— What is expected —
When you reach the line with "use proptest::prelude::*;" in the data below, begin printing lines exactly, and stop once the line with "fn reverse_score_rejects_below_range(x in" has been printed.

— Material provided —
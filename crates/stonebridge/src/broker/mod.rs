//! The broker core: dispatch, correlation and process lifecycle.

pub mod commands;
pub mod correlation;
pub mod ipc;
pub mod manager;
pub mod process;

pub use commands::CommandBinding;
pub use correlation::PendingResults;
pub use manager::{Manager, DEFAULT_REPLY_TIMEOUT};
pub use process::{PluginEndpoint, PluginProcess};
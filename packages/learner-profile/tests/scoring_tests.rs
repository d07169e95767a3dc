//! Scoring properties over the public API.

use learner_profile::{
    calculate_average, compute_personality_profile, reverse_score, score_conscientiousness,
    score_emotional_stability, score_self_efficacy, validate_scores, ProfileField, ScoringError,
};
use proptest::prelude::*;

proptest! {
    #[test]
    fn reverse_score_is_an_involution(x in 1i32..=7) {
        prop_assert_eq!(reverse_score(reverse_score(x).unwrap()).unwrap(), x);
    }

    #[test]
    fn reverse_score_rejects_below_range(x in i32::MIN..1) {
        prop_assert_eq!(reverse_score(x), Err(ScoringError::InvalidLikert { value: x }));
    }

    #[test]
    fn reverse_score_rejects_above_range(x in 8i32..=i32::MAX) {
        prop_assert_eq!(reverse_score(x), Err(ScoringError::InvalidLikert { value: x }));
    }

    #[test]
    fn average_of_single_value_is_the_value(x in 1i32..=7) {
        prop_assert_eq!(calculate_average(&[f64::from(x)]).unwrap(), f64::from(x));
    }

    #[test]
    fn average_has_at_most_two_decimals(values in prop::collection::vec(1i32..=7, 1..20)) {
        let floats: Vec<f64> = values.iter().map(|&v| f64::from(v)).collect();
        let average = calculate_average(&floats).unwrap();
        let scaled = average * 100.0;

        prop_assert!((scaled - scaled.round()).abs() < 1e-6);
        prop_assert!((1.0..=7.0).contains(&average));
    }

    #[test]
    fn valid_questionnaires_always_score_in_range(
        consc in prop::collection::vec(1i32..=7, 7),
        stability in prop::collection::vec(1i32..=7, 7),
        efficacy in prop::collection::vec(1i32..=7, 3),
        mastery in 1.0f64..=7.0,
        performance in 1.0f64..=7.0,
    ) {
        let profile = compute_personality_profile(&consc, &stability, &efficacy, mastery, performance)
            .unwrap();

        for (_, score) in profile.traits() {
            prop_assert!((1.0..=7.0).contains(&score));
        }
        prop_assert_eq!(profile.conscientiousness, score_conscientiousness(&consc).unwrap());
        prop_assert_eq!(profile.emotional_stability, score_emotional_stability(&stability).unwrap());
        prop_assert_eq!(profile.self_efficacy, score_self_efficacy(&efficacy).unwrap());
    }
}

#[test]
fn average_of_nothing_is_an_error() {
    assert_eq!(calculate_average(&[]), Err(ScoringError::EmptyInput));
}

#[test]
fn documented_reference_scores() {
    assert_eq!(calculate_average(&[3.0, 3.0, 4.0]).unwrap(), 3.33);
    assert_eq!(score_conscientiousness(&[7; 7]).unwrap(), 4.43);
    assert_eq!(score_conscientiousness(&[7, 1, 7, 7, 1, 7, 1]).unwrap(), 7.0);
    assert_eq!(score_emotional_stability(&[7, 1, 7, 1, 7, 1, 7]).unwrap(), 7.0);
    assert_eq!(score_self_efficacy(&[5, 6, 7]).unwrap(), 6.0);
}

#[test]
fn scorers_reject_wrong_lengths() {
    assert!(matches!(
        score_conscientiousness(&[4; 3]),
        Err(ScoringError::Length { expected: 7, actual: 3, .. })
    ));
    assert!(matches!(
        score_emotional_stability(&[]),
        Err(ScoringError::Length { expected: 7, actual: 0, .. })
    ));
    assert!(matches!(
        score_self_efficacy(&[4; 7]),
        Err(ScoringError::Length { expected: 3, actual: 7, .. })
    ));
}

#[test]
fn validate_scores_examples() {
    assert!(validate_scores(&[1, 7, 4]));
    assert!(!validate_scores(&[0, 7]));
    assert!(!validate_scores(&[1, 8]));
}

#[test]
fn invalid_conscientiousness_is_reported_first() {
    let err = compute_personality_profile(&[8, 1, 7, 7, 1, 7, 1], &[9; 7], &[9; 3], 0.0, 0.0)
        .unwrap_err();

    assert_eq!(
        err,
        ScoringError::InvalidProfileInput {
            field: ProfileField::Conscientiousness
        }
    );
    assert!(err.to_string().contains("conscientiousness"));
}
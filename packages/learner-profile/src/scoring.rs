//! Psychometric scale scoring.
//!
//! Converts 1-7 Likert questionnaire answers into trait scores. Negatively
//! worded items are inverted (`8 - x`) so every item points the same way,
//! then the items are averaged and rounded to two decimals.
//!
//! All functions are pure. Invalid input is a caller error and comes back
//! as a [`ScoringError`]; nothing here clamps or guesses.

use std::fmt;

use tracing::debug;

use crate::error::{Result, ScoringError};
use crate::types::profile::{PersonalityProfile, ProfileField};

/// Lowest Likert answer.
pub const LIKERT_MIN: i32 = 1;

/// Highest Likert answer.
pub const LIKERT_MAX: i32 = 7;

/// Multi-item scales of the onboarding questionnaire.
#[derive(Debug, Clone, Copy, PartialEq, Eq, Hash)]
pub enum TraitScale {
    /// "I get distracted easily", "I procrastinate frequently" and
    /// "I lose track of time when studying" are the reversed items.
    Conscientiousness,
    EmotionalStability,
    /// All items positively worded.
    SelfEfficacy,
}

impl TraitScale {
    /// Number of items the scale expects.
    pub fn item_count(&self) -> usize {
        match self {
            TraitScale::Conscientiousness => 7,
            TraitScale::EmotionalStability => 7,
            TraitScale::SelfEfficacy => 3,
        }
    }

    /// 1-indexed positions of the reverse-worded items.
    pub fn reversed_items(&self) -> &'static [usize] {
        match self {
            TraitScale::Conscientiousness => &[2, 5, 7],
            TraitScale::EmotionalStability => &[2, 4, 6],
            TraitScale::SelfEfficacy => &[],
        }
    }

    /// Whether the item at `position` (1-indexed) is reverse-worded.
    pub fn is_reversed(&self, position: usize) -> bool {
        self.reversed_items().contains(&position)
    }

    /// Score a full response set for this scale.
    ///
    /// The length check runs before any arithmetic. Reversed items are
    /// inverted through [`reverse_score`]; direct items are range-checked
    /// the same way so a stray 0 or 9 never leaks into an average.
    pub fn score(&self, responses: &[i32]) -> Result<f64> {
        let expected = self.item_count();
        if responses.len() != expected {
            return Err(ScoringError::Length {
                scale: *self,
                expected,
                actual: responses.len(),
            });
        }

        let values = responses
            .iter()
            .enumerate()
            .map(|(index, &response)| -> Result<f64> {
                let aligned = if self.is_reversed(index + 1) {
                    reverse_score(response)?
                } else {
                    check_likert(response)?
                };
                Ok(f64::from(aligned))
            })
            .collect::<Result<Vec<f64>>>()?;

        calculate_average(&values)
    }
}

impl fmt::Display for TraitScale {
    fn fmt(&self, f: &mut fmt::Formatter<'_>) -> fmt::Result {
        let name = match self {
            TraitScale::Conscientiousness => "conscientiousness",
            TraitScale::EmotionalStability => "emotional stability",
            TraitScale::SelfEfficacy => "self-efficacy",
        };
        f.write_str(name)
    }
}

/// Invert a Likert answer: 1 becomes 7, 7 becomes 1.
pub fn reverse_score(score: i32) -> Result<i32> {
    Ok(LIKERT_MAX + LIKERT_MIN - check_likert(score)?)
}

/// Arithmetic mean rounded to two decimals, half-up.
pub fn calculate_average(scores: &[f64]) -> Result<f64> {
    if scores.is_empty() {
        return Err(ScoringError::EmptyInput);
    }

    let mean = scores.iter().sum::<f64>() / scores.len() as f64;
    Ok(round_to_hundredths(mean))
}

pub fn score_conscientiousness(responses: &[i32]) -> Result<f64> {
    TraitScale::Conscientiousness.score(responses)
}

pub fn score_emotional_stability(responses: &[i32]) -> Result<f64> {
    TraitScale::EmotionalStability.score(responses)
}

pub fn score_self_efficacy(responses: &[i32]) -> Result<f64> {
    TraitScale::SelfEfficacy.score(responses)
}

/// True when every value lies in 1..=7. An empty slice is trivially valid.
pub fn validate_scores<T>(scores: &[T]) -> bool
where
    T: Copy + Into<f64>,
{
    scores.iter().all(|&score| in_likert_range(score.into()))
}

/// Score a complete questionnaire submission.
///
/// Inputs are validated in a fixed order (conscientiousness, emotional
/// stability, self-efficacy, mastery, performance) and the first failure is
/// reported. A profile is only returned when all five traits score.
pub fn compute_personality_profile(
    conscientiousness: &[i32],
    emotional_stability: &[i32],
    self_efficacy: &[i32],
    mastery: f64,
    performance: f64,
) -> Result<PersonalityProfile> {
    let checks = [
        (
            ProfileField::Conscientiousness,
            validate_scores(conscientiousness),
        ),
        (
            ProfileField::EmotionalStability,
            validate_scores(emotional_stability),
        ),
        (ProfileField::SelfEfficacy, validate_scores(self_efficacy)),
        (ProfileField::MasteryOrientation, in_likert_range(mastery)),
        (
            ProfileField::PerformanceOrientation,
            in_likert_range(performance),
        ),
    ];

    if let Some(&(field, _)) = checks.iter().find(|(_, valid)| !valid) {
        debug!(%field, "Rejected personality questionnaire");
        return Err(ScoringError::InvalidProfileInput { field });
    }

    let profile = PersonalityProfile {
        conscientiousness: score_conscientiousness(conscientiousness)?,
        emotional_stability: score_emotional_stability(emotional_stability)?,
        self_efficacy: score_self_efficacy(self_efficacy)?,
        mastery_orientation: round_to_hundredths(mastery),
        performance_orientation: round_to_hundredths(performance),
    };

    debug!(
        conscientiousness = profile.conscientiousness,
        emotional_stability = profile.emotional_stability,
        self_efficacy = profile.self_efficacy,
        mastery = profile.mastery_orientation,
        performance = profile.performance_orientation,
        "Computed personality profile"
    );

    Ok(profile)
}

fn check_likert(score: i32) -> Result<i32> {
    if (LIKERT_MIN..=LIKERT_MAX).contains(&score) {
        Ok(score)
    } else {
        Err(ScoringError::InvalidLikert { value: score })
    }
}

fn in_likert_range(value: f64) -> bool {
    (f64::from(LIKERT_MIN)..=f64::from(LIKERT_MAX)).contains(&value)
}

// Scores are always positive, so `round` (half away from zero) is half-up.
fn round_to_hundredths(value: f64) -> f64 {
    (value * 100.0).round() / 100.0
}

— Answer box —
use proptest::prelude::*;

proptest! {
    #[test]
    fn reverse_score_is_an_involution(x in 1i32..=7) {
        prop_assert_eq!(reverse_score(reverse_score(x).unwrap()).unwrap(), x);
    }

    #[test]
    fn reverse_score_rejects_below_range(x in i32::MIN..1) {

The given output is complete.